The techniques described above can be used separately or together in any combination to determine the most important and impactful lyric key words. A low score would indicate the words within the Lyric do not directly relate to the `meaning` of the lyric but are needed to construct the sentence (e.g. connecting words, and short non-descriptive words). A threshold minimum importance score is utilized so that any words or phrases that have a low importance score will not be included in the query searches.
It is understood that more sophisticated means could be used to determine a better and more correlated ranking of the lyric key words using fuzzy logic, inference, and other semantic technologies. These descriptions are merely representative means for ranking of words or phrases.
An embodiment of the present invention utilizes the importance and emphasis of particular lyrics and phrases to provide a rating, or score, for each lyric or phrase. Utilizing the techniques described above, the ratings will be applied to each word and each phrase within the lyrics. It is recognized that there are many other techniques for scoring/ranking words within a written work such as those described in U.S. Pat. No. 6,128,634 (Golovchinsky, et al.) that describes an algorithm that scores words contained in a written work.
The described techniques for automatically identifying the key words and key phrases within the composition text can be incorporated into a software routine, which is identified as a Lyric Processing Engine. The Lyric Processing Engine will automatically identify the Lyric KeyWords/phrases 402 and populate within a database that is called the autoMMP (automatic Multi-Media Presentation) database 403. This autoMMP database 208 contains the associations for each word and each phrase in the lyric with timing data, image data and importance scores.

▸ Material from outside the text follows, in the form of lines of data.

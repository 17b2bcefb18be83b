use std::ffi::OsString;
use std::time::Duration;

use axum::extract::multipart::{Multipart, MultipartRejection};
use axum::extract::rejection::JsonRejection;
use axum::extract::{Path, Query, State};
use axum::http::{header, HeaderMap, StatusCode};
use axum::response::{IntoResponse, Json, Response};
use chrono::Utc;
use serde::{Deserialize, Serialize};
use tracing::{debug, error, info, warn};

use crate::control::pipeline::UploadedVideo;
use crate::core::auth::bearer_token;
use crate::core::error::{IngestError, UploadError};
use crate::core::redact::redact_bearer_token;
use crate::core::security::{validate_description, validate_title};
use crate::core::types::{UploadKind, UserId, Video, VideoId};
use crate::ingest::multipart::receive_upload;
use crate::media::run_tool;
use crate::observability::metrics as obs;
use crate::storage::signer::Verification;

use super::router::AppState;

/// Deadline for the `-version` checks run by `/readyz`.
const TOOL_CHECK_TIMEOUT: Duration = Duration::from_secs(5);

// ---------------------------------------------------------------------------
// Error response
// ---------------------------------------------------------------------------

#[derive(Debug, Serialize)]
struct ErrorResponse {
    error: String,
    message: String,
    status: u16,
}

fn error_json(status: StatusCode, error: &str, message: &str) -> Response {
    let body = ErrorResponse {
        error: error.to_string(),
        message: message.to_string(),
        status: status.as_u16(),
    };
    (status, Json(body)).into_response()
}

/// Log an `UploadError` at a level matching its status and render it.
///
/// Server-side failures log the full error chain; clients only see the
/// generic public message.
fn upload_error_response(err: &UploadError) -> Response {
    let status =
        StatusCode::from_u16(err.status_code()).unwrap_or(StatusCode::INTERNAL_SERVER_ERROR);
    if status.is_server_error() {
        error!(error = %err, code = err.error_code(), "request failed");
    } else {
        debug!(error = %err, code = err.error_code(), "request rejected");
    }
    error_json(status, err.error_code(), &err.public_message())
}

impl IntoResponse for UploadError {
    fn into_response(self) -> Response {
        upload_error_response(&self)
    }
}

// ---------------------------------------------------------------------------
// Request helpers
// ---------------------------------------------------------------------------

fn parse_video_id(raw: &str) -> Result<VideoId, UploadError> {
    raw.parse::<VideoId>()
        .map_err(|_| UploadError::InvalidVideoId {
            value: raw.to_string(),
        })
}

/// Resolve the caller from the `Authorization` header.
fn authenticate(state: &AppState, headers: &HeaderMap) -> Result<UserId, UploadError> {
    let token = bearer_token(headers).inspect_err(|_| {
        debug!(
            authorization = %redact_bearer_token(
                headers
                    .get(header::AUTHORIZATION)
                    .and_then(|v| v.to_str().ok())
                    .unwrap_or("")
            ),
            "auth failed: missing or malformed header"
        );
    })?;
    Ok(state.auth.validate_token(token)?)
}

// ---------------------------------------------------------------------------
// Video record endpoints
// ---------------------------------------------------------------------------

#[derive(Debug, Deserialize)]
pub struct CreateVideoRequest {
    pub title: String,
    #[serde(default)]
    pub description: Option<String>,
}

/// `POST /api/videos`: create a draft record owned by the caller.
pub async fn create_video(
    State(state): State<AppState>,
    headers: HeaderMap,
    body: Result<Json<CreateVideoRequest>, JsonRejection>,
) -> Result<(StatusCode, Json<Video>), UploadError> {
    let user_id = authenticate(&state, &headers)?;
    let Json(body) = body.map_err(|e| UploadError::InvalidRequest {
        reason: e.body_text(),
    })?;

    validate_title(&body.title).map_err(|reason| UploadError::InvalidRequest { reason })?;
    validate_description(body.description.as_deref())
        .map_err(|reason| UploadError::InvalidRequest { reason })?;

    let video = state
        .pipeline
        .repository()
        .create_video(Video::new(user_id, body.title, body.description))
        .await?;

    info!(video_id = %video.id, %user_id, "video created");
    Ok((StatusCode::CREATED, Json(video)))
}

/// `GET /api/videos`: the caller's records, newest first, with signed URLs.
pub async fn list_videos(
    State(state): State<AppState>,
    headers: HeaderMap,
) -> Result<Json<Vec<Video>>, UploadError> {
    let user_id = authenticate(&state, &headers)?;
    let videos = state.pipeline.repository().list_videos(user_id).await?;
    let videos = state.pipeline.sign_videos(videos).await?;
    Ok(Json(videos))
}

/// `GET /api/videos/{video_id}`: one record with a freshly signed URL.
pub async fn get_video(
    State(state): State<AppState>,
    Path(video_id): Path<String>,
) -> Result<Json<Video>, UploadError> {
    let video_id = parse_video_id(&video_id)?;
    let video = state.pipeline.repository().get_video(video_id).await?;
    Ok(Json(state.pipeline.sign_video(video).await?))
}

// ---------------------------------------------------------------------------
// Upload endpoints
// ---------------------------------------------------------------------------

/// `POST /api/video_upload/{video_id}`: multipart field `video`.
pub async fn upload_video(
    State(state): State<AppState>,
    Path(video_id): Path<String>,
    headers: HeaderMap,
    multipart: Result<Multipart, MultipartRejection>,
) -> Result<Json<UploadedVideo>, UploadError> {
    let (video, multipart) = admit(&state, &video_id, &headers, multipart).await?;
    let deadline = Duration::from_secs(state.config.upload.upload_timeout_secs);
    let uploaded = with_deadline(deadline, receive_video(&state, video, multipart)).await?;
    Ok(Json(uploaded))
}

async fn receive_video(
    state: &AppState,
    video: Video,
    multipart: Multipart,
) -> Result<UploadedVideo, UploadError> {
    let upload = receive_upload(
        multipart,
        UploadKind::Video,
        &state.config.upload.spool_dir(),
        state.config.upload.max_video_bytes,
    )
    .await?;
    state.pipeline.publish_video(video, upload).await
}

/// `POST /api/thumbnail_upload/{video_id}`: multipart field `thumbnail`.
pub async fn upload_thumbnail(
    State(state): State<AppState>,
    Path(video_id): Path<String>,
    headers: HeaderMap,
    multipart: Result<Multipart, MultipartRejection>,
) -> Result<Json<Video>, UploadError> {
    let (video, multipart) = admit(&state, &video_id, &headers, multipart).await?;
    let deadline = Duration::from_secs(state.config.upload.upload_timeout_secs);
    let video = with_deadline(deadline, receive_thumbnail(&state, video, multipart)).await?;
    Ok(Json(video))
}

async fn receive_thumbnail(
    state: &AppState,
    video: Video,
    multipart: Multipart,
) -> Result<Video, UploadError> {
    let upload = receive_upload(
        multipart,
        UploadKind::Thumbnail,
        &state.config.upload.spool_dir(),
        state.config.upload.max_thumbnail_bytes,
    )
    .await?;
    state.pipeline.publish_thumbnail(video, upload).await
}

/// Identifier, token and ownership checks. Nothing here reads the body.
async fn admit(
    state: &AppState,
    raw_video_id: &str,
    headers: &HeaderMap,
    multipart: Result<Multipart, MultipartRejection>,
) -> Result<(Video, Multipart), UploadError> {
    let video_id = parse_video_id(raw_video_id)?;
    let user_id = authenticate(state, headers)?;
    let video = state.pipeline.authorize(video_id, user_id).await?;
    let multipart = multipart.map_err(|e| {
        UploadError::Ingest(IngestError::MalformedMultipart {
            reason: e.body_text(),
        })
    })?;
    debug!(%video_id, %user_id, "upload admitted");
    Ok((video, multipart))
}

/// Run `fut` under the upload deadline. Dropping it on expiry kills any
/// running media tool and deletes the spools.
async fn with_deadline<T, F>(deadline: Duration, fut: F) -> Result<T, UploadError>
where
    F: std::future::Future<Output = Result<T, UploadError>>,
{
    match tokio::time::timeout(deadline, fut).await {
        Ok(result) => result,
        Err(_) => {
            warn!(timeout_secs = deadline.as_secs(), "upload deadline exceeded");
            Err(UploadError::Timeout {
                timeout_secs: deadline.as_secs(),
            })
        }
    }
}

// ---------------------------------------------------------------------------
// Asset delivery (in-memory backend)
// ---------------------------------------------------------------------------

#[derive(Debug, Deserialize)]
pub struct AssetQuery {
    pub expires: Option<i64>,
    pub nonce: Option<String>,
    pub signature: Option<String>,
}

/// `GET /assets/{bucket}/{*key}`: serve an object from the in-memory store.
///
/// Requests carrying a signature are verified against it. Unsigned requests
/// are only served for unprefixed keys, which is where public thumbnails
/// live; orientation-prefixed video objects always need a signature.
pub async fn serve_asset(
    State(state): State<AppState>,
    Path((bucket, key)): Path<(String, String)>,
    Query(query): Query<AssetQuery>,
) -> Response {
    let response = asset_response(&state, &bucket, &key, query).await;
    obs::inc_asset_request(obs::status_class(response.status().as_u16()));
    response
}

async fn asset_response(state: &AppState, bucket: &str, key: &str, query: AssetQuery) -> Response {
    let Some(local) = state.local.as_ref() else {
        return error_json(StatusCode::NOT_FOUND, "not_found", "Not found");
    };

    match (query.expires, query.nonce, query.signature) {
        (Some(expires), Some(nonce), Some(signature)) => {
            let now = Utc::now().timestamp();
            match local
                .signer
                .verify(bucket, key, expires, &nonce, &signature, now)
            {
                Verification::Valid => {}
                Verification::Expired => {
                    debug!(bucket, key, expires, "signed URL expired");
                    return error_json(StatusCode::FORBIDDEN, "url_expired", "URL has expired");
                }
                Verification::Invalid => {
                    warn!(bucket, key, "signed URL rejected");
                    return error_json(
                        StatusCode::FORBIDDEN,
                        "invalid_signature",
                        "Invalid signature",
                    );
                }
            }
        }
        (None, None, None) if !key.contains('/') => {}
        _ => {
            return error_json(
                StatusCode::FORBIDDEN,
                "signature_required",
                "A signed URL is required",
            );
        }
    }

    match local.store.get(bucket, key).await {
        Ok(object) => (
            StatusCode::OK,
            [
                (header::CONTENT_TYPE, object.content_type),
                (header::CACHE_CONTROL, "private, max-age=300".to_string()),
            ],
            object.data,
        )
            .into_response(),
        Err(e) => {
            debug!(bucket, key, error = %e, "asset not found");
            error_json(StatusCode::NOT_FOUND, "not_found", "Not found")
        }
    }
}

// ---------------------------------------------------------------------------
// Health endpoints
// ---------------------------------------------------------------------------

/// `GET /metrics`: Prometheus text exposition format.
pub async fn metrics_handler(State(state): State<AppState>) -> Response {
    let metrics = state.metrics_handle.render();
    (
        StatusCode::OK,
        [(
            header::CONTENT_TYPE,
            "text/plain; version=0.0.4; charset=utf-8",
        )],
        metrics,
    )
        .into_response()
}

/// `GET /healthz`: Liveness probe.
pub async fn healthz(State(state): State<AppState>) -> Json<serde_json::Value> {
    let uptime = state.start_time.elapsed().as_secs();
    Json(serde_json::json!({
        "status": "healthy",
        "uptime_secs": uptime,
        "version": env!("CARGO_PKG_VERSION"),
    }))
}

/// `GET /readyz`: Readiness probe.
///
/// Checks the object store and that both media tools start.
pub async fn readyz(State(state): State<AppState>) -> Response {
    let mut checks = serde_json::Map::new();
    let mut all_ok = true;

    match state.pipeline.store().health_check().await {
        Ok(()) => {
            checks.insert("storage".to_string(), serde_json::json!({"status": "ok"}));
        }
        Err(e) => {
            all_ok = false;
            checks.insert(
                "storage".to_string(),
                serde_json::json!({"status": "error", "error": e.to_string()}),
            );
        }
    }

    let media = &state.config.media;
    for (tool, program) in [
        ("ffprobe", media.ffprobe_path.as_str()),
        ("ffmpeg", media.ffmpeg_path.as_str()),
    ] {
        let args = vec![OsString::from("-version")];
        match run_tool(tool, program, args, TOOL_CHECK_TIMEOUT).await {
            Ok(_) => {
                checks.insert(tool.to_string(), serde_json::json!({"status": "ok"}));
            }
            Err(e) => {
                all_ok = false;
                checks.insert(
                    tool.to_string(),
                    serde_json::json!({"status": "error", "error": e.to_string()}),
                );
            }
        }
    }

    let (http_status, status) = if all_ok {
        (StatusCode::OK, "ready")
    } else {
        (StatusCode::SERVICE_UNAVAILABLE, "not_ready")
    };

    (
        http_status,
        Json(serde_json::json!({
            "status": status,
            "storage_backend": state.pipeline.store().backend(),
            "checks": checks,
        })),
    )
        .into_response()
}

The following is an example of the contents in the autoMMP database as exemplified in FIGS. 2 and 3:
The time stamp for each word 201.
The start and stop times of each word as it is to be sung in synchronization with the musical score 201.
The start and stop time of each phrase 201.
The Lyric IDs (for both lyric words and lyric phrases) 202, 204.
The text of each word and phrase 203, 205. Note: repeating lyric key words and key phrases are treated as separate entries in the database.
The importance score for each word and each phrase of the lyrics 206, 207.
The image ID of the image assets 301.
The image metadata (which includes keywords describing the scene contents of the image asset) 302.
The image keyword synonyms 303.
The image location within the computer file system 304.
The image value score 305.
It will be understood that selecting key words is not limited to the English language, or any language that has definable characters representing words. The method of this invention can be used with images and phrases in any language. In addition, the invention can be adapted to identify appropriate symbols of symbolic languages such as the Hebrew, Japanese, and Katakana languages.
To determine which media (e.g., still images, videos, or both) to correlate with particular lyric words or phrases, the key words associated with the media are determined or identified based at least upon metadata associated with such media, (It should be noted that the phrase "image asset" and the term "image" are used interchangeably herein with the term "media"). There are many imaging applications that allow users to manually select key words to `tag` media, i.e., add keywords to the media's metadata. Websites such as Flickr.com encourage users to tag images with key words to aid in sharing and searching for images. These key word tags can include names of persons depicted in the scene or picture (e.g. people names, team name, group name), places or location, captions, event names (e.g. Christmas, birthday, vacation, etc.), objects that may be in the scene or other attributes (e.g. mud, cute, colorful, sad, etc.). Also, algorithms are being developed to automatically tag images with information provided by algorithms such as face detection and recognition, and object detection and recognition. Capture devices automatically populate image files with metadata such as date/time of capture, location coordinates, scene detection, and other metadata. These tags will be written to appropriate locations within the media files using the Exif or XMP or other image file specifications that accommodate metadata.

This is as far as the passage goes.